There I sat, broken hearted…

Somehow that old Brooklyn Public School aphorism was on my mind as I scuttled along the street ends of Greenpoint. These shots were attained at India Street’s junction with the East River and depict the shield wall of a Shining City as viewed from the collapsing pierages of an ancient and crumbling competitor.

– photo by Mitch Waxman

It’s difficult for us to think of the Boroughs as separate cities… well, it’s hard to imagine Brooklyn, Queens, and the Bronx as separate while with Staten Island it’s quite easy… but they were. This location upon which I was standing was, until quite recently (from a historical perspective), heavily industrialized. A workshop, this section of Greenpoint is in many ways responsible for the ascendency of Manhattan over not just it’s local competition but the Nation itself.

– photo by Mitch Waxman

This is another of the zones which the City fathers has designated for whatever they call “urban renewal” these days, and plans are both afoot and underway to convert certain structures to residential use (such as the “Pencil Factory”) or to clear away the existing building stock to make way for new construction.

The good news, or bad depending on your perspective, is that a condition set forward to the real estate interests by the City is that a waterfront pedestrian concourse not unlike the one nearing completion across the Newtown Creek in Long Island City must be built in return for certain laxities of enforcement regarding the zoned height of waterfront development.
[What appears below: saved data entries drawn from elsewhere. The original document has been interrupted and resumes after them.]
//! Floor model - tables, zones, combinability
//!
//! Static-ish description of the physical floor plan. The booking path only
//! reads it through [`FloorService`], which caches a snapshot and is
//! invalidated whenever an administrative edit lands.
//!
//! Fit quality: candidates are ordered by total capacity ascending (smallest
//! table that still seats the party wins), ties broken by table IDs for
//! determinism. Combinations come only from the explicit `combinable_with`
//! relation; adjacency is never inferred.

mod repository;

pub use repository::FloorRepository;

use parking_lot::RwLock;
use shared::models::DiningTable;
use std::sync::Arc;
use thiserror::Error;

use crate::db::StorageResult;

/// Floor model errors
#[derive(Debug, Error)]
pub enum FloorError {
    #[error("No floor plan configured: restaurant has zero active tables")]
    NoFloorPlan,
}

/// One assignable unit: a single table or an explicitly combinable pair
#[derive(Debug, Clone, PartialEq, Eq)]
pub struct TableChoice {
    /// Sorted table IDs (one entry for singles, two for combinations)
    pub table_ids: Vec<i64>,
    pub total_capacity: i32,
}

impl TableChoice {
    fn single(table: &DiningTable) -> Self {
        Self {
            table_ids: vec![table.id],
            total_capacity: table.capacity,
        }
    }

    fn pair(a: &DiningTable, b: &DiningTable) -> Self {
        let mut ids = vec![a.id, b.id];
        ids.sort_unstable();
        Self {
            table_ids: ids,
            total_capacity: a.capacity + b.capacity,
        }
    }
}

/// Immutable snapshot of the active floor plan
#[derive(Debug, Clone, Default)]
pub struct FloorModel {
    tables: Vec<DiningTable>,
}

impl FloorModel {
    pub fn new(mut tables: Vec<DiningTable>) -> Self {
        tables.retain(|t| t.is_active);
        tables.sort_unstable_by_key(|t| t.id);
        Self { tables }
    }

    /// All active tables, sorted by ID
    pub fn tables(&self) -> &[DiningTable] {
        &self.tables
    }

    pub fn table(&self, id: i64) -> Option<&DiningTable> {
        self.tables.iter().find(|t| t.id == id)
    }

    /// Whether the given tables form a legal assignment for the party:
    /// combined capacity suffices and every pair is mutually combinable.
    pub fn is_valid_assignment(&self, table_ids: &[i64], party_size: i32) -> bool {
        if table_ids.is_empty() {
            return false;
        }
        let mut total = 0;
        for (i, &id) in table_ids.iter().enumerate() {
            let Some(table) = self.table(id) else {
                return false;
            };
            total += table.capacity;
            for &other in &table_ids[i + 1..] {
                let Some(peer) = self.table(other) else {
                    return false;
                };
                if !table.combinable_with.contains(&peer.id)
                    || !peer.combinable_with.contains(&table.id)
                {
                    return false;
                }
            }
        }
        total >= party_size
    }

    /// Candidates able to seat `party_size`, ordered by fit quality
    ///
    /// Singles require `min_capacity <= party_size <= capacity`. A pair is
    /// offered only when the party exceeds both members on their own -
    /// burning two tables on a party one of them could seat is never a
    /// useful answer.
    ///
    /// Errors with [`FloorError::NoFloorPlan`] when the restaurant has no
    /// active tables at all; an empty result for a given party/zone is a
    /// capacity question, not a configuration one.
    pub fn candidates_for_party(
        &self,
        party_size: i32,
        zone_id: Option<i64>,
    ) -> Result<Vec<TableChoice>, FloorError> {
        if self.tables.is_empty() {
            return Err(FloorError::NoFloorPlan);
        }

        let in_zone: Vec<&DiningTable> = self
            .tables
            .iter()
            .filter(|t| zone_id.is_none_or(|z| t.zone_id == z))
            .collect();

        let mut choices: Vec<TableChoice> = Vec::new();

        // Singles
        for table in &in_zone {
            if table.capacity >= party_size && table.min_capacity <= party_size {
                choices.push(TableChoice::single(table));
            }
        }

        // Explicitly combinable pairs
        for (i, a) in in_zone.iter().enumerate() {
            for b in &in_zone[i + 1..] {
                if !a.combinable_with.contains(&b.id) || !b.combinable_with.contains(&a.id) {
                    continue;
                }
                if party_size <= a.capacity || party_size <= b.capacity {
                    continue;
                }
                if a.capacity + b.capacity >= party_size {
                    choices.push(TableChoice::pair(a, b));
                }
            }
        }

        choices.sort_by(|x, y| {
            x.total_capacity
                .cmp(&y.total_capacity)
                .then_with(|| x.table_ids.cmp(&y.table_ids))
        });

        Ok(choices)
    }
}

/// Floor service - repository plus cached snapshot
///
/// The cache is invalidated on every administrative edit; the booking path
/// never hits the database for floor data.
pub struct FloorService {
    repo: FloorRepository,
    cache: RwLock<Option<Arc<FloorModel>>>,
}

impl FloorService {
    pub fn new(repo: FloorRepository) -> Self {
        Self {
            repo,
            cache: RwLock::new(None),
        }
    }

    /// Current floor model, loading from the store on a cold cache
    pub fn model(&self) -> StorageResult<Arc<FloorModel>> {
        if let Some(model) = self.cache.read().as_ref() {
            return Ok(model.clone());
        }
        let tables = self.repo.find_all_tables()?;
        let model = Arc::new(FloorModel::new(tables));
        *self.cache.write() = Some(model.clone());
        Ok(model)
    }

    /// Drop the cached snapshot; next read reloads from the store
    pub fn invalidate(&self) {
        *self.cache.write() = None;
    }

    pub fn repository(&self) -> &FloorRepository {
        &self.repo
    }
}
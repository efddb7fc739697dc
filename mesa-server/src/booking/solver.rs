//! Assignment solver - picks the concrete tables for an admitted window
//!
//! Candidates come from the floor model already sorted by fit quality
//! (smallest sufficient capacity first, ties by table id); the solver takes
//! the first candidate whose every table is free for the whole window. The
//! result is deterministic for a given floor plan and reservation set.
//!
//! Out-of-service tables are counted at admission time (they are expected
//! back in service) but refused at seat time; callers pick the policy via
//! [`AssignmentRequest::exclude_out_of_service`].

use shared::reservation::Reservation;

use crate::floor::{FloorError, FloorModel, TableChoice};

pub struct AssignmentRequest<'a> {
    pub floor: &'a FloorModel,
    /// Capacity-holding reservations overlapping the window
    pub reservations: &'a [Reservation],
    pub party_size: i32,
    pub zone_id: Option<i64>,
    pub start_millis: i64,
    pub end_millis: i64,
    /// Hint only: candidates containing this table are tried first, in fit
    /// order; admission never fails because the preference is taken
    pub preferred_table_id: Option<i64>,
    pub exclude_out_of_service: bool,
    /// Skip this reservation's own hold (reschedule and seat re-solve)
    pub ignore_reservation: Option<i64>,
}

/// First free candidate in fit-quality order, or `None` when the window is
/// fully booked for this party
pub fn assign(req: &AssignmentRequest<'_>) -> Result<Option<TableChoice>, FloorError> {
    let mut candidates = req
        .floor
        .candidates_for_party(req.party_size, req.zone_id)?;

    if req.exclude_out_of_service {
        candidates.retain(|c| {
            c.table_ids
                .iter()
                .all(|id| req.floor.table(*id).is_some_and(|t| !t.out_of_service))
        });
    }

    // Stable partition: preferred-table candidates keep their fit order,
    // everything else follows
    if let Some(preferred) = req.preferred_table_id {
        let (with, without): (Vec<_>, Vec<_>) = candidates
            .into_iter()
            .partition(|c| c.table_ids.contains(&preferred));
        candidates = with;
        candidates.extend(without);
    }

    Ok(candidates.into_iter().find(|c| choice_is_free(req, c)))
}

fn choice_is_free(req: &AssignmentRequest<'_>, choice: &TableChoice) -> bool {
    choice.table_ids.iter().all(|&table_id| {
        !req.reservations.iter().any(|r| {
            req.ignore_reservation != Some(r.id)
                && r.blocks_table(table_id, req.start_millis, req.end_millis)
        })
    })
}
At least there’ll still be a place down by the water where the kids in Greenpoint can go and dream of an age when you needn’t have to commute to get to work.

Additionally, the following event will be happening in Greenpoint on May 4th, 2011. I’ve met Shawn Shafner and he’s got a LOT of good stuff to say about some very bad stuff indeed. I’ll be there- at the Temple of Cloacina- how about you, Citizen?

Text from the flyer with links:

Water for Cities: Responding to the Urban Challenge*

Moderated by Shawn Shafner of The People’s Own Organic Power Project www.thePOOPproject.org

Wednesday, May 4th 2011 6:30 pm – 8:30 pm Talks followed by a panel discussion

Visitor Center at Newtown Creek 329 Greenpoint Avenue Brooklyn, New York 11222

The Speakers are: Frederik Pischke Interagency Water Advisor UN-Water, Vyjayanthi Rao Assistant Professor of Anthropology New School for Social Research, New York, Jennifer Farmwald Project Manager Water Supply Infrastructure & Watershed Assessment NYC Environmental Protection.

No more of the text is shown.